Which lines of the data include the string "required"? List them all.

Data -

********

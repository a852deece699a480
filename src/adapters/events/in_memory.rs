//! In-memory event bus implementation for testing.
//!
//! Captures every published envelope so tests can assert on what the engine
//! told its collaborators.

use async_trait::async_trait;
use std::sync::{PoisonError, RwLock};

use crate::domain::foundation::{DomainError, EventEnvelope};
use crate::ports::EventPublisher;

/// In-memory event bus for testing.
///
/// # Example
///
/// ```ignore
/// let bus = Arc::new(InMemoryEventBus::new());
/// handler.handle(cmd).await?;
/// assert!(bus.has_event("enrollment.canceled.v1"));
/// ```
#[derive(Debug, Default)]
pub struct InMemoryEventBus {
    published: RwLock<Vec<EventEnvelope>>,
}

impl InMemoryEventBus {
    /// Creates a new empty event bus.
    pub fn new() -> Self {
        Self::default()
    }

    /// Returns all published events in publication order.
    pub fn published_events(&self) -> Vec<EventEnvelope> {
        self.published
            .read()
            .unwrap_or_else(PoisonError::into_inner)
            .clone()
    }

    /// Returns events of a specific type.
    pub fn events_of_type(&self, event_type: &str) -> Vec<EventEnvelope> {
        self.published_events()
            .into_iter()
            .filter(|e| e.event_type == event_type)
            .collect()
    }

    /// Returns events for a specific aggregate.
    pub fn events_for_aggregate(&self, aggregate_id: &str) -> Vec<EventEnvelope> {
        self.published_events()
            .into_iter()
            .filter(|e| e.aggregate_id == aggregate_id)
            .collect()
    }

    /// Returns the published event types in order.
    pub fn event_types(&self) -> Vec<String> {
        self.published_events()
            .into_iter()
            .map(|e| e.event_type)
            .collect()
    }

    /// Clears all published events (for test isolation).
    pub fn clear(&self) {
        self.published
            .write()
            .unwrap_or_else(PoisonError::into_inner)
            .clear();
    }

    /// Returns count of published events.
    pub fn event_count(&self) -> usize {
        self.published
            .read()
            .unwrap_or_else(PoisonError::into_inner)
            .len()
    }

    /// Checks if a specific event type was published.
    pub fn has_event(&self, event_type: &str) -> bool {
        self.published
            .read()
            .unwrap_or_else(PoisonError::into_inner)
            .iter()
            .any(|e| e.event_type == event_type)
    }
}

#[async_trait]
impl EventPublisher for InMemoryEventBus {
    async fn publish(&self, event: EventEnvelope) -> Result<(), DomainError> {
        tracing::debug!(
            event_type = %event.event_type,
            aggregate_id = %event.aggregate_id,
            "event captured"
        );
        self.published
            .write()
            .unwrap_or_else(PoisonError::into_inner)
            .push(event);
        Ok(())
    }

    async fn publish_all(&self, events: Vec<EventEnvelope>) -> Result<(), DomainError> {
        for event in events {
            self.publish(event).await?;
        }
        Ok(())
    }
}
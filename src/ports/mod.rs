//! Ports - Interfaces for external dependencies.
//!
//! Following hexagonal architecture, ports define the contracts between
//! the domain and the outside world. Adapters implement these ports.
//!
//! - `Clock` - Current time
//! - `RosterRepository` / `RosterSession` - Exclusive per-lesson writes
//! - `RosterReader` - Committed-state queries
//! - `EventPublisher` - Domain event delivery to collaborators

mod clock;
mod event_publisher;
mod roster_reader;
mod roster_repository;

pub use clock::Clock;
pub use event_publisher::EventPublisher;
pub use roster_reader::RosterReader;
pub use roster_repository::{RosterRepository, RosterSession};
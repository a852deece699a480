//! CreateLessonHandler - Command handler for publishing a new lesson.

use std::sync::Arc;

use crate::domain::foundation::{LessonId, UserId};
use crate::domain::lesson::{Lesson, LessonError, LessonTerms};
use crate::domain::roster::Roster;
use crate::domain::schedule::DeadlinePolicy;
use crate::ports::{Clock, EventPublisher, RosterRepository};

use super::LessonView;
use super::super::support::publish_committed;

/// Command to create a lesson.
#[derive(Debug, Clone)]
pub struct CreateLessonCommand {
    pub teacher_id: UserId,
    pub terms: LessonTerms,
}

/// Result of successful lesson creation.
#[derive(Debug, Clone)]
pub struct CreateLessonResult {
    pub view: LessonView,
}

/// Handler for creating lessons.
///
/// The deadline is derived here from the configured lead time and stored on
/// the lesson.
pub struct CreateLessonHandler {
    repository: Arc<dyn RosterRepository>,
    event_publisher: Arc<dyn EventPublisher>,
    clock: Arc<dyn Clock>,
    policy: DeadlinePolicy,
}

impl CreateLessonHandler {
    pub fn new(
        repository: Arc<dyn RosterRepository>,
        event_publisher: Arc<dyn EventPublisher>,
        clock: Arc<dyn Clock>,
        policy: DeadlinePolicy,
    ) -> Self {
        Self {
            repository,
            event_publisher,
            clock,
            policy,
        }
    }

    pub async fn handle(&self, cmd: CreateLessonCommand) -> Result<CreateLessonResult, LessonError> {
        let now = self.clock.now();

        // 1. Build the aggregate (validates terms, derives deadline)
        let lesson = Lesson::create(
            LessonId::new(),
            cmd.teacher_id.clone(),
            cmd.terms,
            &self.policy,
            now,
        )
        .inspect_err(|e| tracing::warn!(teacher_id = %cmd.teacher_id, error = %e, "lesson rejected"))?;

        // 2. Persist
        let mut roster = Roster::new(lesson.clone());
        self.repository.insert(&roster).await?;

        tracing::info!(
            lesson_id = %lesson.id(),
            teacher_id = %cmd.teacher_id,
            deadline = %lesson.deadline(),
            "lesson created"
        );

        // 3. Publish
        publish_committed(
            self.event_publisher.as_ref(),
            roster.take_events(),
            &cmd.teacher_id,
        )
        .await;

        Ok(CreateLessonResult {
            view: LessonView::at(lesson, now),
        })
    }
}

#[cfg(test)]
mod tests {
    use super::*;
    use crate::application::handlers::support::fixtures::*;
    use crate::domain::lesson::LessonStatus;
    use chrono::NaiveDate;

    fn handler(f: &Fixture) -> CreateLessonHandler {
        CreateLessonHandler::new(f.store.clone(), f.bus.clone(), f.clock.clone(), f.policy)
    }

    #[tokio::test]
    async fn creates_active_lesson_with_deadline() {
        let f = Fixture::new();

        let result = handler(&f)
            .handle(CreateLessonCommand {
                teacher_id: teacher(),
                terms: terms(4, 8),
            })
            .await
            .unwrap();

        let lesson = f.stored_lesson(result.view.lesson.id()).await;
        assert_eq!(lesson.status(), LessonStatus::Active);
        assert_eq!(lesson.current_student(), 0);
        assert_eq!(lesson.deadline(), NaiveDate::from_ymd_opt(2024, 6, 3).unwrap());
    }

    #[tokio::test]
    async fn publishes_created_event_with_actor() {
        let f = Fixture::new();

        handler(&f)
            .handle(CreateLessonCommand {
                teacher_id: teacher(),
                terms: terms(1, 3),
            })
            .await
            .unwrap();

        let events = f.bus.events_of_type("lesson.created.v1");
        assert_eq!(events.len(), 1);
        assert_eq!(events[0].metadata.user_id.as_deref(), Some("teacher-1"));
    }

    #[tokio::test]
    async fn rejects_invalid_terms_without_storing() {
        let f = Fixture::new();

        let err = handler(&f)
            .handle(CreateLessonCommand {
                teacher_id: teacher(),
                terms: terms(5, 2),
            })
            .await
            .unwrap_err();

        assert!(matches!(err, LessonError::ValidationFailed { .. }));
        assert_eq!(f.store.lesson_count().await, 0);
        assert_eq!(f.bus.event_count(), 0);
    }

    #[tokio::test]
    async fn rejects_lesson_starting_today() {
        let f = Fixture::new();
        f.clock.set(at("2024-06-10T06:00:00Z"));

        let err = handler(&f)
            .handle(CreateLessonCommand {
                teacher_id: teacher(),
                terms: terms(1, 2),
            })
            .await
            .unwrap_err();

        assert!(matches!(err, LessonError::ValidationFailed { ref field, .. } if field == "start_date"));
    }

    #[tokio::test]
    async fn honours_configured_lead_time() {
        let mut f = Fixture::new();
        f.policy = DeadlinePolicy::new(3).unwrap();

        let result = handler(&f)
            .handle(CreateLessonCommand {
                teacher_id: teacher(),
                terms: terms(1, 2),
            })
            .await
            .unwrap();

        assert_eq!(
            result.view.lesson.deadline(),
            NaiveDate::from_ymd_opt(2024, 6, 7).unwrap()
        );
    }
}
//! Identity extractors for axum.
//!
//! Authentication happens upstream; the gateway forwards the caller as two
//! headers:
//!
//! ```text
//! X-User-Id:   <opaque user id>          (required)
//! X-User-Role: member | settlement       (optional, defaults to member)
//! ```
//!
//! # Example
//!
//! ```ignore
//! async fn my_handler(RequireAuth(user): RequireAuth) -> impl IntoResponse {
//!     format!("Hello, {}!", user.id)
//! }
//! ```

use async_trait::async_trait;
use axum::{
    extract::FromRequestParts,
    http::{request::Parts, HeaderMap, StatusCode},
    response::{IntoResponse, Response},
    Json,
};

use crate::domain::foundation::{ActorRole, UserId};

use super::super::error::ErrorResponse;

/// Header carrying the caller's user id.
pub const USER_ID_HEADER: &str = "x-user-id";

/// Header carrying the caller's role.
pub const USER_ROLE_HEADER: &str = "x-user-role";

/// The caller as asserted by the gateway.
#[derive(Debug, Clone, PartialEq, Eq)]
pub struct AuthenticatedUser {
    pub id: UserId,
    pub role: ActorRole,
}

impl AuthenticatedUser {
    fn from_headers(headers: &HeaderMap) -> Result<Self, AuthRejection> {
        let id = headers
            .get(USER_ID_HEADER)
            .and_then(|h| h.to_str().ok())
            .and_then(|raw| UserId::new(raw.trim()).ok())
            .ok_or(AuthRejection::Unauthenticated)?;

        let role = match headers.get(USER_ROLE_HEADER) {
            None => ActorRole::default(),
            Some(value) => value
                .to_str()
                .ok()
                .and_then(|raw| raw.parse::<ActorRole>().ok())
                .ok_or(AuthRejection::InvalidRole)?,
        };

        Ok(Self { id, role })
    }
}

/// Extractor that requires an identified caller.
///
/// Returns 401 when `X-User-Id` is missing or blank.
#[derive(Debug, Clone)]
pub struct RequireAuth(pub AuthenticatedUser);

#[async_trait]
impl<S> FromRequestParts<S> for RequireAuth
where
    S: Send + Sync,
{
    type Rejection = AuthRejection;

    async fn from_request_parts(parts: &mut Parts, _state: &S) -> Result<Self, Self::Rejection> {
        AuthenticatedUser::from_headers(&parts.headers).map(RequireAuth)
    }
}

/// Rejection type for identity failures.
#[derive(Debug, Clone, Copy, PartialEq, Eq)]
pub enum AuthRejection {
    /// No usable `X-User-Id` header.
    Unauthenticated,
    /// `X-User-Role` is present but not a known role.
    InvalidRole,
}

impl IntoResponse for AuthRejection {
    fn into_response(self) -> Response {
        let (status, body) = match self {
            AuthRejection::Unauthenticated => (
                StatusCode::UNAUTHORIZED,
                ErrorResponse::new("UNAUTHENTICATED", "Authentication required"),
            ),
            AuthRejection::InvalidRole => (
                StatusCode::BAD_REQUEST,
                ErrorResponse::new("INVALID_ROLE", "X-User-Role must be 'member' or 'settlement'"),
            ),
        };

        (status, Json(body)).into_response()
    }
}
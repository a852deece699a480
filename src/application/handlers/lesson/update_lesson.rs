//! UpdateLessonHandler - Command handler for teacher edits.

use std::sync::Arc;

use crate::domain::foundation::{LessonId, UserId};
use crate::domain::lesson::{LessonError, LessonTerms};
use crate::domain::schedule::DeadlinePolicy;
use crate::ports::{Clock, EventPublisher, RosterRepository};

use super::LessonView;
use super::super::support::{open_lesson, publish_committed};

/// Command to replace a lesson's terms.
#[derive(Debug, Clone)]
pub struct UpdateLessonCommand {
    pub lesson_id: LessonId,
    pub teacher_id: UserId,
    pub terms: LessonTerms,
}

/// Result of a successful edit.
#[derive(Debug, Clone)]
pub struct UpdateLessonResult {
    pub view: LessonView,
}

/// Handler for editing lessons.
///
/// The deadline is recomputed from the new start date and applies at once,
/// including to students already enrolled.
pub struct UpdateLessonHandler {
    repository: Arc<dyn RosterRepository>,
    event_publisher: Arc<dyn EventPublisher>,
    clock: Arc<dyn Clock>,
    policy: DeadlinePolicy,
}

impl UpdateLessonHandler {
    pub fn new(
        repository: Arc<dyn RosterRepository>,
        event_publisher: Arc<dyn EventPublisher>,
        clock: Arc<dyn Clock>,
        policy: DeadlinePolicy,
    ) -> Self {
        Self {
            repository,
            event_publisher,
            clock,
            policy,
        }
    }

    pub async fn handle(&self, cmd: UpdateLessonCommand) -> Result<UpdateLessonResult, LessonError> {
        let mut session = open_lesson(self.repository.as_ref(), cmd.lesson_id).await?;
        session.roster().lesson().ensure_owned_by(&cmd.teacher_id)?;

        let now = self.clock.now();
        let previous_deadline = session.roster().lesson().deadline();
        let lesson = session
            .roster_mut()
            .update_terms(cmd.terms, &self.policy, now)
            .inspect_err(|e| {
                tracing::warn!(lesson_id = %cmd.lesson_id, error = %e, "lesson edit rejected")
            })?
            .clone();
        let events = session.roster_mut().take_events();
        session.commit().await?;

        if lesson.deadline() != previous_deadline {
            tracing::info!(
                lesson_id = %cmd.lesson_id,
                from = %previous_deadline,
                to = %lesson.deadline(),
                "lesson deadline moved"
            );
        }
        tracing::info!(lesson_id = %cmd.lesson_id, status = %lesson.status(), "lesson updated");

        publish_committed(self.event_publisher.as_ref(), events, &cmd.teacher_id).await;

        Ok(UpdateLessonResult {
            view: LessonView::at(lesson, now),
        })
    }
}
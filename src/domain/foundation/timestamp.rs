//! Timestamp value object for immutable points in time.

use chrono::{DateTime, NaiveDate, NaiveTime, Utc};
use serde::{Deserialize, Serialize};

/// Immutable point in time, always UTC.
#[derive(Debug, Clone, Copy, PartialEq, Eq, PartialOrd, Ord, Serialize, Deserialize)]
#[serde(transparent)]
pub struct Timestamp(DateTime<Utc>);

impl Timestamp {
    /// Creates a timestamp for the current moment.
    ///
    /// Domain code receives time through the `Clock` port instead of
    /// calling this directly.
    pub fn now() -> Self {
        Self(Utc::now())
    }

    /// Creates a timestamp from a DateTime<Utc>.
    pub fn from_datetime(dt: DateTime<Utc>) -> Self {
        Self(dt)
    }

    /// Returns the first instant (00:00:00 UTC) of the given calendar date.
    pub fn start_of(date: NaiveDate) -> Self {
        Self(date.and_time(NaiveTime::MIN).and_utc())
    }

    /// Returns the inner DateTime.
    pub fn as_datetime(&self) -> &DateTime<Utc> {
        &self.0
    }

    /// Returns the UTC calendar date this timestamp falls on.
    pub fn date(&self) -> NaiveDate {
        self.0.date_naive()
    }

    /// Checks if this timestamp is before another.
    pub fn is_before(&self, other: &Timestamp) -> bool {
        self.0 < other.0
    }
}

#[cfg(test)]
mod tests {
    use super::*;
    use chrono::Datelike;

    fn at(rfc3339: &str) -> Timestamp {
        Timestamp::from_datetime(
            DateTime::parse_from_rfc3339(rfc3339)
                .unwrap()
                .with_timezone(&Utc),
        )
    }

    #[test]
    fn timestamp_now_creates_current_time() {
        let before = Utc::now();
        let ts = Timestamp::now();
        let after = Utc::now();

        assert!(ts.as_datetime() >= &before);
        assert!(ts.as_datetime() <= &after);
    }

    #[test]
    fn start_of_is_midnight_utc() {
        let date = NaiveDate::from_ymd_opt(2024, 6, 3).unwrap();
        assert_eq!(Timestamp::start_of(date), at("2024-06-03T00:00:00Z"));
    }

    #[test]
    fn date_returns_utc_calendar_day() {
        let ts = at("2024-06-02T23:59:59Z");
        assert_eq!(ts.date(), NaiveDate::from_ymd_opt(2024, 6, 2).unwrap());
    }

    #[test]
    fn is_before_agrees_with_ord() {
        let earlier = at("2024-01-15T10:30:00Z");
        let later = at("2024-01-15T10:30:01Z");

        assert!(earlier.is_before(&later));
        assert!(earlier < later);
    }

    #[test]
    fn timestamp_deserializes_from_json() {
        let ts: Timestamp = serde_json::from_str("\"2024-01-15T10:30:00Z\"").unwrap();
        assert_eq!(ts.as_datetime().year(), 2024);
    }
}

********

Problem solution -
//! X-User-Id:   <opaque user id>          (required)
                ErrorResponse::new("UNAUTHENTICATED", "Authentication required"),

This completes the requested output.